The river and its valley were discovered by the explorers Charles Throsby and Joseph Wild in 1820, and Gundaroo itself by Wild and Throsby's nephew Charles Throsby Smith a few weeks later.
Their favourable description of the area was instrumental in the later explorations of Hamilton Hume further up the river (Yass and Gunning, 1821) and the arrival of the earliest settler, Peter Cooney an ex-convict given a land grant of 30 acres by Governor Macquarie in 1825.
When the first survey was held in 1829 there were already 19 settlers in Gundaroo and 5 farms - although the area was quickly invaded by squatters for grazing sheep and cattle. Two of the earliest land grants were made to James Styles and Capt. Maurice Barlow, who turned them into large, profitable sheep runs.

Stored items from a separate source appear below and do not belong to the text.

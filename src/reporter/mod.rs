//! Report generation module.
//!
//! Renders a [`ParsedModule`] in one of several formats:
//! - Text: human-readable CLI output
//! - JSON: the full parse result with metadata
//! - Schema: JSON Schema of the module inputs
//! - Args: variables flattened to tool argument descriptions
//!
//! # Example
//!
//! ```rust,no_run
//! use tfinputs::reporter::Reporter;
//! use tfinputs::types::{ParsedModule, ReportFormat};
//! use tfinputs::Config;
//!
//! let config = Config::default();
//! let reporter = Reporter::new(&config);
//! let parsed = ParsedModule::new("./modules/vpc");
//!
//! let schema = reporter.generate(&parsed, ReportFormat::Schema).unwrap();
//! println!("{schema}");
//! ```

mod args;
mod json;
mod schema;
mod text;

use crate::config::Config;
use crate::error::Result;
use crate::types::{ParsedModule, ReportFormat};

pub use args::ArgsReporter;
pub use json::JsonReporter;
pub use schema::SchemaReporter;
pub use text::TextReporter;

/// Report generator that supports multiple output formats.
pub struct Reporter {
    config: Config,
}

impl Reporter {
    /// Create a new reporter with the given configuration.
    #[must_use]
    pub fn new(config: &Config) -> Self {
        Self {
            config: config.clone(),
        }
    }

    /// Generate a report in the specified format.
    ///
    /// # Errors
    ///
    /// Returns an error if report generation fails.
    pub fn generate(&self, parsed: &ParsedModule, format: ReportFormat) -> Result<String> {
        match format {
            ReportFormat::Text => TextReporter::new(&self.config).generate(parsed),
            ReportFormat::Json => JsonReporter::new(&self.config).generate(parsed),
            ReportFormat::Schema => SchemaReporter::new(&self.config).generate(parsed),
            ReportFormat::Args => ArgsReporter::new(&self.config).generate(parsed),
        }
    }
}

/// Trait for report generators.
pub trait ReportGenerator {
    /// Generate a report from a parse result.
    ///
    /// # Errors
    ///
    /// Returns an error if generation fails.
    fn generate(&self, parsed: &ParsedModule) -> Result<String>;
}

/// Serialize `value` as JSON, pretty-printed when asked.
pub(crate) fn to_json<T: serde::Serialize>(value: &T, pretty: bool, what: &str) -> Result<String> {
    let json = if pretty {
        serde_json::to_string_pretty(value)
    } else {
        serde_json::to_string(value)
    };

    json.map_err(|e| {
        crate::err!(ReportGeneration {
            message: format!("Failed to serialize {what}: {e}"),
        })
    })
}

#[cfg(test)]
pub(crate) mod test_support {
    use crate::model::{TerraformType, TerraformVariable};
    use crate::types::{ModuleWarning, ParsedModule};
    use serde_json::json;
    use std::path::PathBuf;

    pub fn sample_module() -> ParsedModule {
        let mut parsed = ParsedModule::new("./modules/vpc");
        parsed.files = vec![PathBuf::from("variables.tf")];

        let mut region = TerraformVariable::new("region", TerraformType::string(), Some(json!("us-east-1")));
        region.description = Some("AWS region".to_string());
        parsed.variables.insert("region".to_string(), region);

        let mut tags = TerraformVariable::new("tags", TerraformType::map(Some(TerraformType::string())), None);
        tags.description = Some("Tags to apply".to_string());
        parsed.variables.insert("tags".to_string(), tags);

        let mut password = TerraformVariable::new("db_password", TerraformType::string(), None);
        password.sensitive = true;
        parsed.variables.insert("db_password".to_string(), password);

        parsed
            .warnings
            .push(ModuleWarning::new("broken.tf", "Failed to parse file: unexpected token"));
        parsed
    }
}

The 1830s saw wealthy owners buying up large land holdings around Gundaroo, forcing squatters and small holders out as they expanded their stations along the river frontage.
Some of these pioneering families, Dr McLeod of 'Barnsdale', Partrick Dyce of 'Tillygrieg', William Packer of 'Esther Mead' and the Guises of 'Jerrabiggery' amassed considerable landholdings - William Guise having some 250,000 acres at Gundaroo, the Murray and Murrumbidgee in 1848. Descendents of some of these families still live in the area.
The first 'public' building in Gundaroo was of course a pub - the Harrow Inn (1834 - later the Caledonian Store, 1850 - the current building dates from 1881.). The village itself was not surveyed until 1849 - stations, as was typical at that time having their own little "villages", as it were, of craftsmen and artisans who supplied essential services. Other supplies would be brought in by bullock cart from Yass, Goulburn or Queanbeyan as required.
Most of these workers were convicts or ex-convicts, who made up half the local population in the 1830s. They were kept under control by magistrates police quartered at Yass and Queanbeyan. Apart from a few home-grown petty bushrangers (there were better pickings closer to larger centres), most offences related to drunkenness, idleness and insolence.
Courthouse (1870), now St. Luke's Anglican Church
Gundaroo itself did not get a police quarters until 1854. The lock-up, stables, and a courthouse were added in 1870. These can be seen where the Cork Street Cafe is today; the courthouse is now the Anglican church.
Although the local population had increased to about 400 in the 1840s, development of a village was slow - partly due to its isolation and partly due to a prolonged drought and rural depression which saw many of the pioneering families move off to greener pastures elsewhere south. Larger runs were broken up for tenant farmers and former station workers left to take up small holdings of their own - thereby changing the nature of local agriculture.
Being at the junction of 3 counties did not help either, as Gundaroo felt the pull of Yass and alternatively Queanbeyan over the decades.
Communication with the outside world improved in 1848 with the establishment of a postal office at an inn in Upper Gundaroo. An Anglican church (St. Lukes) was built in Upper Gundaroo in 1849 and the first school opened there in 1850 with the appointment of a resident schoolmaster; the priest, however, travelled from Canberra parish and over the next 50 years the locals did little to support a local ministry until the courthouse was acquired as a church in 1940 and renovated in its current style.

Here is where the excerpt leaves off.